Gillette commercial reopens toxic masculinity conversation

Researchers from the Men’s Project surveyed 1,000 young men between the ages of 18-30 on their attitudes toward self-sufficiency, toughness, physical attractiveness, rigid gender roles, heterosexuality and homophobia, hypersexuality, and aggression and control over women. Graphic by Emma Reith

“He turned around to me and said, ‘You need to know that women lie.’”

That’s what Addy Beals, a senior history major, heard from a male student when she expressed her disapproval of President Donald Trump due to the sexual assault allegations against him. Beals was infuriated.

“To me, it was a prime example of toxic masculinity,” Beals said. “Toxic masculinity can produce fragile masculinity, mental isolation and can maintain rape culture. It hurts women and nonbinary people, yes. But it hurts men too.”

The term “toxic masculinity” has seen an uptick with exposure in the last year, as movements like #MeToo and media campaigns like the Gillette “We Believe: The Best Men Can Be” commercial have gained significant traction. A study released by the American Psychological Association in August reports that “males experience a greater degree of social and economic power than girls and women in a patriarchal society,” which can often result in “sexist ideologies designed to maintain male power.”

“The Gillette commercial depicted men in a ‘non-masculine’ way, and feedback to that has included people saying that the commercial made men look weak, it made men ‘look like women,’” said Elizabeth Kane, a Chapman psychology professor who teaches human sexuality. “We have to put aside gender expectations and shift how we view the male role of a relationship – from power over it to power within it.”

In a romantic relationship, toxic masculinity can manifest itself as emotional manipulation or even physical violence. Toxic masculinity can thrive due to exaggerated gender roles, a patriarchal viewpoint of what men are supposed to be and the unwritten rules of heteronormative relationships, Kane said.

“Toxic masculinity is a side effect of patriarchy,” Beals said. “Some men see it as a criticism of their power, strength and independence but in reality, it’s actually a critique of damaging expectations society imposes on them.”

In a study of 1,000 men between the age of 18-30, the Men’s Project found that men who conform to traditional definitions of manhood are more likely to suffer from self-harm, and do harm to others. The survey looked at men’s reactions to traditionally masculine traits like stength and avoiding housework.

Zachary Salem-Mackall, a junior communication studies major, told The Panther that he considers toxic masculinity a “misinterpretation of the male identity” that’s rooted in a toxic culture.

“In terms of dating, it has a lot to do with not fully respecting your partner, especially in cases of using degrading language,” Salem-Mackall said. “Guys have to stop reacting so negatively when discussing toxic masculinity. We can all make a conscious effort to do better and to realize what the environment is like for women and understand that we can never fully understand their experience.”

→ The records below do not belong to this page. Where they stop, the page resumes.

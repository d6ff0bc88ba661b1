//! Deployment synchronization engine.
//!
//! Owns the pipeline between a local project tree and a live deployment:
//! negotiate which content the remote lacks, upload exactly that content
//! in chunks over one multiplexed connection, then finalize the
//! deployment. The transport is abstracted behind [`RemoteConnection`] so
//! the engine never opens sockets itself.

mod error;
mod finalize;
mod negotiate;
mod remote;
mod scheduler;
mod session;
#[cfg(test)]
mod testing;
mod types;

pub use error::SyncError;
pub use remote::{RemoteConnection, RemoteFuture};
pub use session::SyncSession;
pub use types::{PendingSet, SyncEvent, SyncOptions, SyncOutcome, TaskState, TransferTask};
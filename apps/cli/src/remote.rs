use stratus_connection::{Connection, ConnectionError};
use stratus_protocol::constants::MessageType;
use stratus_protocol::envelope::Message;
use stratus_sync::{RemoteConnection, RemoteFuture, SyncError};

/// Adapts the live WebSocket connection to the sync engine's transport
/// seam.
pub struct SessionRemote {
    conn: Connection,
}

impl SessionRemote {
    pub fn new(conn: Connection) -> Self {
        Self { conn }
    }

    /// The underlying connection, for lifecycle hooks.
    pub fn connection(&self) -> &Connection {
        &self.conn
    }
}

impl RemoteConnection for SessionRemote {
    fn send_request(
        &self,
        msg_type: MessageType,
        payload: Option<serde_json::Value>,
    ) -> RemoteFuture<'_, Result<Message, SyncError>> {
        Box::pin(async move {
            self.conn
                .send_request(msg_type, payload.as_ref())
                .await
                .map_err(map_err)
        })
    }

    fn send_binary(
        &self,
        header: serde_json::Value,
        data: Vec<u8>,
    ) -> RemoteFuture<'_, Result<Message, SyncError>> {
        Box::pin(async move {
            self.conn
                .send_binary(&header, &data)
                .await
                .map_err(map_err)
        })
    }

    fn close(&self) -> RemoteFuture<'_, ()> {
        Box::pin(async move { self.conn.close().await })
    }
}

fn map_err(e: ConnectionError) -> SyncError {
    match e {
        ConnectionError::Timeout => SyncError::Timeout {
            operation: "request".into(),
        },
        other => SyncError::Connection(other.to_string()),
    }
}
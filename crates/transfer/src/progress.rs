use std::collections::VecDeque;
use std::sync::Mutex;
use std::time::{Duration, Instant};

const DEFAULT_WINDOW: Duration = Duration::from_secs(5);
const DEFAULT_MAX_SAMPLES: usize = 100;

/// Transfer rate over a sliding window of recent samples.
///
/// Thread-safe; per-task upload loops record into one shared calculator.
pub struct SpeedCalculator {
    window: Mutex<Window>,
}

struct Window {
    samples: VecDeque<(Instant, i64)>,
    span: Duration,
    max_samples: usize,
}

impl Window {
    fn trim(&mut self, now: Instant) {
        let cutoff = now - self.span;
        while self.samples.front().is_some_and(|(at, _)| *at < cutoff) {
            self.samples.pop_front();
        }
        while self.samples.len() > self.max_samples {
            self.samples.pop_front();
        }
    }
}

impl SpeedCalculator {
    /// `window`: time span considered (default 5 s); `max_samples`: cap on
    /// retained samples (default 100).
    pub fn new(window: Option<Duration>, max_samples: Option<usize>) -> Self {
        Self {
            window: Mutex::new(Window {
                samples: VecDeque::new(),
                span: window.unwrap_or(DEFAULT_WINDOW),
                max_samples: max_samples.unwrap_or(DEFAULT_MAX_SAMPLES),
            }),
        }
    }

    /// Records `bytes` transferred at the current instant.
    pub fn add_sample(&self, bytes: i64) {
        let now = Instant::now();
        let mut w = self.window.lock().unwrap();
        w.samples.push_back((now, bytes));
        w.trim(now);
    }

    /// Average rate in bytes/second across the window, or 0.0 with fewer
    /// than two samples.
    pub fn bytes_per_second(&self) -> f64 {
        let w = self.window.lock().unwrap();
        let (Some((first, _)), Some((last, _))) = (w.samples.front(), w.samples.back()) else {
            return 0.0;
        };
        let elapsed = last.duration_since(*first);
        if w.samples.len() < 2 || elapsed.is_zero() {
            return 0.0;
        }
        let total: i64 = w.samples.iter().map(|(_, bytes)| bytes).sum();
        total as f64 / elapsed.as_secs_f64()
    }

    /// Time to move `remaining_bytes` at the current rate, if any.
    pub fn eta(&self, remaining_bytes: i64) -> Option<Duration> {
        let rate = self.bytes_per_second();
        if rate <= 0.0 {
            return None;
        }
        Some(Duration::from_secs_f64(remaining_bytes as f64 / rate))
    }

    /// Discards all samples.
    pub fn reset(&self) {
        self.window.lock().unwrap().samples.clear();
    }
}
//! Deployment finalization: turns synced content into a live deployment.

use tracing::info;

use stratus_indexer::Manifest;
use stratus_protocol::constants::MessageType;
use stratus_protocol::messages::{DeployCreateRequest, DeployCreateResponse};
use stratus_protocol::types::Deployment;

use crate::error::SyncError;
use crate::remote::RemoteConnection;

/// Requests deployment creation referencing the manifest.
///
/// Must only be called once every pending upload is acknowledged (or on
/// the cached/empty paths, immediately). Rejection is fatal; the session
/// never retries.
pub(crate) async fn finalize(
    conn: &dyn RemoteConnection,
    manifest: &Manifest,
    force_new: bool,
) -> Result<Deployment, SyncError> {
    let request = DeployCreateRequest {
        files: manifest.entries().to_vec(),
        total_size: manifest.total_size(),
        force_new,
    };
    let payload = serde_json::to_value(&request)?;

    let resp = conn
        .send_request(MessageType::DeployCreate, Some(payload))
        .await
        .map_err(contextualize)?;

    if resp.msg_type != MessageType::DeployCreateResponse {
        return Err(SyncError::Finalization(format!(
            "unexpected response type {:?}",
            resp.msg_type
        )));
    }

    let parsed: DeployCreateResponse = resp
        .parse_payload()
        .map_err(|e| SyncError::Finalization(format!("malformed response: {e}")))?
        .ok_or_else(|| SyncError::Finalization("empty response payload".into()))?;

    info!(
        uid = %parsed.deployment.uid,
        host = %parsed.deployment.host,
        "deployment created"
    );

    Ok(parsed.deployment)
}

fn contextualize(e: SyncError) -> SyncError {
    if e.is_contextual() {
        e
    } else {
        SyncError::Finalization(e.to_string())
    }
}
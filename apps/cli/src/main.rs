mod config;
mod progress;
mod remote;

use std::path::PathBuf;
use std::sync::Arc;

use anyhow::Context;
use clap::{Parser, Subcommand};
use tracing::debug;
use tracing_subscriber::EnvFilter;

use stratus_connection::Connection;
use stratus_log_stream::{LogStream, StreamState};
use stratus_protocol::messages::AuthRequest;
use stratus_protocol::types::Deployment;
use stratus_sync::{SyncOptions, SyncSession};

use crate::config::ClientConfig;
use crate::progress::ProgressRenderer;
use crate::remote::SessionRemote;

#[derive(Parser)]
#[command(name = "stratus", version, about = "Deploy project trees to the Stratus platform")]
struct Cli {
    #[command(subcommand)]
    command: Command,
}

#[derive(Subcommand)]
enum Command {
    /// Upload a project tree and create a deployment
    Deploy {
        /// Project root (defaults to the current directory)
        path: Option<PathBuf>,

        /// Create a new deployment even if an identical one exists
        #[arg(long)]
        force_new: bool,

        /// Upload every file regardless of what the server already holds
        #[arg(long)]
        force_sync: bool,

        /// Do not tail the build log after deploying
        #[arg(long)]
        no_logs: bool,
    },
}

#[tokio::main]
async fn main() -> anyhow::Result<()> {
    tracing_subscriber::fmt()
        .with_env_filter(
            EnvFilter::try_from_default_env().unwrap_or_else(|_| EnvFilter::new("warn")),
        )
        .with_writer(std::io::stderr)
        .init();

    let cli = Cli::parse();
    match cli.command {
        Command::Deploy {
            path,
            force_new,
            force_sync,
            no_logs,
        } => deploy(path, force_new, force_sync, no_logs).await,
    }
}

async fn deploy(
    path: Option<PathBuf>,
    force_new: bool,
    force_sync: bool,
    no_logs: bool,
) -> anyhow::Result<()> {
    let config = ClientConfig::load()?;

    let root = match path {
        Some(p) => p,
        None => std::env::current_dir().context("resolving current directory")?,
    };
    anyhow::ensure!(root.is_dir(), "{} is not a directory", root.display());

    let auth = AuthRequest {
        token: config.token.clone(),
        client_name: hostname::get()
            .map(|h| h.to_string_lossy().into_owned())
            .unwrap_or_default(),
        version: env!("CARGO_PKG_VERSION").into(),
    };
    let (conn, ok) = Connection::connect(&config.session_url(), &auth)
        .await
        .context("connecting to the platform")?;
    debug!(session_id = %ok.session_id, "session established");

    let options = SyncOptions {
        force_new,
        force_sync,
        ..Default::default()
    };
    let remote = Arc::new(SessionRemote::new(conn));
    let mut session = SyncSession::new(remote.clone(), options);

    // A dropped socket mid-session cancels the pipeline instead of
    // leaving it waiting on request timeouts.
    let cancel = session.cancel_token();
    remote
        .connection()
        .set_disconnect_callback(Box::new(move || {
            tracing::warn!("connection to the platform lost");
            cancel.cancel();
        }))
        .await;

    let render_handle = session.take_events().map(|mut rx| {
        tokio::spawn(async move {
            let mut renderer = ProgressRenderer::new();
            while let Some(event) = rx.recv().await {
                renderer.handle(&event);
            }
            renderer.finish_line();
        })
    });

    let cancel = session.cancel_token();
    tokio::spawn(async move {
        if tokio::signal::ctrl_c().await.is_ok() {
            eprintln!("\ncancelling...");
            cancel.cancel();
        }
    });

    let result = session.run(&root).await;
    session.close().await;
    drop(session); // lets the renderer drain and exit
    if let Some(handle) = render_handle {
        let _ = handle.await;
    }

    let outcome = result.context("deployment failed")?;
    if outcome.cached {
        println!("deployed from cache: {}", outcome.deployment.url);
    } else {
        println!("deployed: {}", outcome.deployment.url);
    }

    if !no_logs {
        // A broken log stream never un-deploys anything; report and exit 0.
        if let Err(e) = tail_logs(&config, &outcome.deployment).await {
            eprintln!("log stream unavailable: {e}");
        }
    }

    Ok(())
}

async fn tail_logs(config: &ClientConfig, deployment: &Deployment) -> anyhow::Result<()> {
    let mut stream = LogStream::connect(&config.server_url, &deployment.host, &config.token)
        .await
        .context("opening log stream")?;
    eprintln!("tailing build log for {} (ctrl-c to stop)", deployment.host);

    let ctrl_c = tokio::signal::ctrl_c();
    tokio::pin!(ctrl_c);

    loop {
        tokio::select! {
            _ = &mut ctrl_c => {
                stream.close().await;
                break;
            }
            line = stream.next_line() => match line {
                Some(line) => {
                    let ts = chrono::DateTime::from_timestamp_millis(line.timestamp)
                        .map(|t| t.format("%H:%M:%S").to_string())
                        .unwrap_or_default();
                    println!("{ts} {}", line.text);
                }
                None => break,
            }
        }
    }

    if stream.state() == StreamState::Errored {
        eprintln!("log stream lost; the deployment itself is unaffected");
    }
    Ok(())
}
use std::io::Write;
use std::time::Duration;

use stratus_sync::SyncEvent;
use stratus_transfer::SpeedCalculator;

/// Renders sync events as terminal output on stderr.
///
/// The upload phase draws a single in-place progress line; everything
/// else is one line per event.
pub struct ProgressRenderer {
    speed: SpeedCalculator,
    last_transferred: i64,
    drawing: bool,
}

impl ProgressRenderer {
    pub fn new() -> Self {
        Self {
            speed: SpeedCalculator::new(None, None),
            last_transferred: 0,
            drawing: false,
        }
    }

    pub fn handle(&mut self, event: &SyncEvent) {
        match event {
            SyncEvent::Indexed { files, total_bytes } => {
                eprintln!("indexed {files} files ({})", format_bytes(*total_bytes));
            }
            SyncEvent::Negotiated {
                missing,
                reused,
                pending_bytes,
            } => {
                eprintln!(
                    "{missing} to upload ({}), {reused} already on server",
                    format_bytes(*pending_bytes)
                );
            }
            SyncEvent::Cached => {
                eprintln!("all content already on server");
            }
            SyncEvent::TaskStarted { path, .. } => {
                tracing::debug!(%path, "uploading");
            }
            SyncEvent::Progress {
                transferred_bytes,
                total_bytes,
            } => {
                self.speed.add_sample(transferred_bytes - self.last_transferred);
                self.last_transferred = *transferred_bytes;
                self.draw_progress(*transferred_bytes, *total_bytes);
            }
            SyncEvent::TaskAcked { path } => {
                tracing::debug!(%path, "uploaded");
            }
            SyncEvent::Finalized { deployment } => {
                self.finish_line();
                eprintln!("deployment {} created", deployment.uid);
            }
        }
    }

    fn draw_progress(&mut self, transferred: i64, total: i64) {
        let percent = if total > 0 {
            (transferred as f64 / total as f64 * 100.0).min(100.0)
        } else {
            100.0
        };
        let rate = self.speed.bytes_per_second();
        let eta = self
            .speed
            .eta(total - transferred)
            .map(format_duration)
            .unwrap_or_else(|| "--".into());

        eprint!(
            "\r\x1b[2K{:>5.1}%  {} / {}  {}/s  eta {}",
            percent,
            format_bytes(transferred),
            format_bytes(total),
            format_bytes(rate as i64),
            eta
        );
        let _ = std::io::stderr().flush();
        self.drawing = true;
    }

    /// Terminates an in-place progress line, if one is being drawn.
    pub fn finish_line(&mut self) {
        if self.drawing {
            eprintln!();
            self.drawing = false;
        }
    }
}

pub fn format_bytes(bytes: i64) -> String {
    const UNITS: [&str; 5] = ["B", "KiB", "MiB", "GiB", "TiB"];
    let mut value = bytes.max(0) as f64;
    let mut unit = 0;
    while value >= 1024.0 && unit < UNITS.len() - 1 {
        value /= 1024.0;
        unit += 1;
    }
    if unit == 0 {
        format!("{} {}", bytes.max(0), UNITS[0])
    } else {
        format!("{:.1} {}", value, UNITS[unit])
    }
}

pub fn format_duration(d: Duration) -> String {
    let secs = d.as_secs();
    if secs >= 3600 {
        format!("{}h {}m", secs / 3600, (secs % 3600) / 60)
    } else if secs >= 60 {
        format!("{}m {}s", secs / 60, secs % 60)
    } else {
        format!("{secs}s")
    }
}
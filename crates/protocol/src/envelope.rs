use serde::{Deserialize, Serialize};

use crate::constants::MessageType;

/// Error details carried inside a message.
#[derive(Debug, Clone, PartialEq, Serialize, Deserialize)]
pub struct RemoteError {
    pub code: i32,
    pub message: String,
}

/// Envelope for all WebSocket communication.
///
/// The `payload` field uses `serde_json::value::RawValue` to defer
/// deserialization until the message type is known.
#[derive(Debug, Clone, Serialize, Deserialize)]
pub struct Message {
    pub id: String,
    #[serde(rename = "type")]
    pub msg_type: MessageType,
    #[serde(skip_serializing_if = "Option::is_none")]
    pub payload: Option<Box<serde_json::value::RawValue>>,
    #[serde(skip_serializing_if = "Option::is_none")]
    pub error: Option<RemoteError>,
}

impl Message {
    /// Creates a new message with the given type and payload.
    pub fn new<T: Serialize>(
        id: impl Into<String>,
        msg_type: MessageType,
        payload: Option<&T>,
    ) -> Result<Self, serde_json::Error> {
        let raw = match payload {
            Some(p) => {
                let json = serde_json::to_string(p)?;
                Some(serde_json::value::RawValue::from_string(json)?)
            }
            None => None,
        };
        Ok(Self {
            id: id.into(),
            msg_type,
            payload: raw,
            error: None,
        })
    }

    /// Deserializes the payload into the given type.
    pub fn parse_payload<T: for<'de> Deserialize<'de>>(
        &self,
    ) -> Result<Option<T>, serde_json::Error> {
        match &self.payload {
            Some(raw) => Ok(Some(serde_json::from_str(raw.get())?)),
            None => Ok(None),
        }
    }

    /// Creates an error message.
    pub fn error(id: impl Into<String>, code: i32, message: impl Into<String>) -> Self {
        Self {
            id: id.into(),
            msg_type: MessageType::Error,
            payload: None,
            error: Some(RemoteError {
                code,
                message: message.into(),
            }),
        }
    }

    /// Creates a response message for this request.
    pub fn reply<T: Serialize>(
        &self,
        msg_type: MessageType,
        payload: Option<&T>,
    ) -> Result<Self, serde_json::Error> {
        Message::new(&self.id, msg_type, payload)
    }

    /// Creates an error response for this request.
    pub fn reply_error(&self, code: i32, message: impl Into<String>) -> Self {
        Message::error(&self.id, code, message)
    }
}
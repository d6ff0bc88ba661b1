use std::future::Future;
use std::pin::Pin;

use stratus_protocol::constants::MessageType;
use stratus_protocol::envelope::Message;

use crate::error::SyncError;

/// Boxed future returned by [`RemoteConnection`] methods.
pub type RemoteFuture<'a, T> = Pin<Box<dyn Future<Output = T> + Send + 'a>>;

/// Transport seam for the synchronization engine.
///
/// The sync crate never opens sockets itself; the caller supplies an
/// implementation backed by a real connection (or a mock in tests). All
/// requests share one multiplexed connection, so implementations must
/// support concurrent in-flight calls.
pub trait RemoteConnection: Send + Sync {
    /// Sends a text request and waits for the correlated response.
    fn send_request(
        &self,
        msg_type: MessageType,
        payload: Option<serde_json::Value>,
    ) -> RemoteFuture<'_, Result<Message, SyncError>>;

    /// Sends a binary frame (JSON header + data) and waits for the
    /// correlated acknowledgement.
    fn send_binary(
        &self,
        header: serde_json::Value,
        data: Vec<u8>,
    ) -> RemoteFuture<'_, Result<Message, SyncError>>;

    /// Releases the underlying connection.
    fn close(&self) -> RemoteFuture<'_, ()>;
}
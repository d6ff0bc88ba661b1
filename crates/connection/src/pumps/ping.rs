//! WebSocket ping pump — periodic keepalive.

use tokio::sync::mpsc;
use tokio_tungstenite::tungstenite;
use tokio_util::sync::CancellationToken;

use stratus_protocol::constants::WS_PING_PERIOD;

/// Queues a ping every [`WS_PING_PERIOD`] until cancelled.
///
/// Liveness checking is the read side's job: this pump only generates
/// traffic so the read deadline has something to observe on an otherwise
/// quiet connection.
pub(crate) async fn ping_pump(
    write_tx: mpsc::Sender<tungstenite::Message>,
    cancel: CancellationToken,
) {
    let mut ticker = tokio::time::interval(WS_PING_PERIOD);
    ticker.set_missed_tick_behavior(tokio::time::MissedTickBehavior::Delay);
    ticker.tick().await; // first tick fires immediately

    loop {
        tokio::select! {
            _ = cancel.cancelled() => break,
            _ = ticker.tick() => {
                if write_tx
                    .send(tungstenite::Message::Ping(Vec::new().into()))
                    .await
                    .is_err()
                {
                    break; // writer gone, nothing left to keep alive
                }
            }
        }
    }
}
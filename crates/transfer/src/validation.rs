use std::path::{Component, Path};

use crate::TransferError;

/// Checks that a manifest-relative path cannot escape the deployment
/// root: non-empty, not absolute, no `..`, no Windows prefix components.
pub fn validate_relative_path(file_path: &str) -> Result<(), TransferError> {
    if file_path.is_empty() {
        return Err(TransferError::InvalidPath("empty path".into()));
    }

    let path = Path::new(file_path);
    if path.is_absolute() {
        return Err(invalid(file_path, "absolute path"));
    }

    for component in path.components() {
        match component {
            Component::Normal(_) | Component::CurDir => {}
            Component::ParentDir => {
                return Err(invalid(file_path, "parent directory traversal"));
            }
            Component::RootDir | Component::Prefix(_) => {
                return Err(invalid(file_path, "absolute path"));
            }
        }
    }

    Ok(())
}

fn invalid(path: &str, what: &str) -> TransferError {
    TransferError::InvalidPath(format!("{what} not allowed: {path}"))
}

Toxic masculinity in the dating world has led to some students feeling a “lack of self-confidence,” something that C.K. Magliola, a Chapman women’s studies professor, has seen in her own classroom.

Magliola has witnessed some students utilize assigned class readings to identify toxic masculinity in their own dating lives, she said. Sometimes, she said, the realities of people in toxic relationships can be “hijacked,” and part of a “larger patriarchal culture.”

“I’ve had students say that Women’s Studies 101 has helped them stand up for themselves and get out of a relationship,” Magliola said.

Audrey Woodsum, a senior creative writing major believes toxic masculinity on campus is “very present.”

“I’ve interacted with some men who don’t believe in the wage gap, who think women can be ‘crazy’, who make crude comments about women’s appearances,” Woodsum said.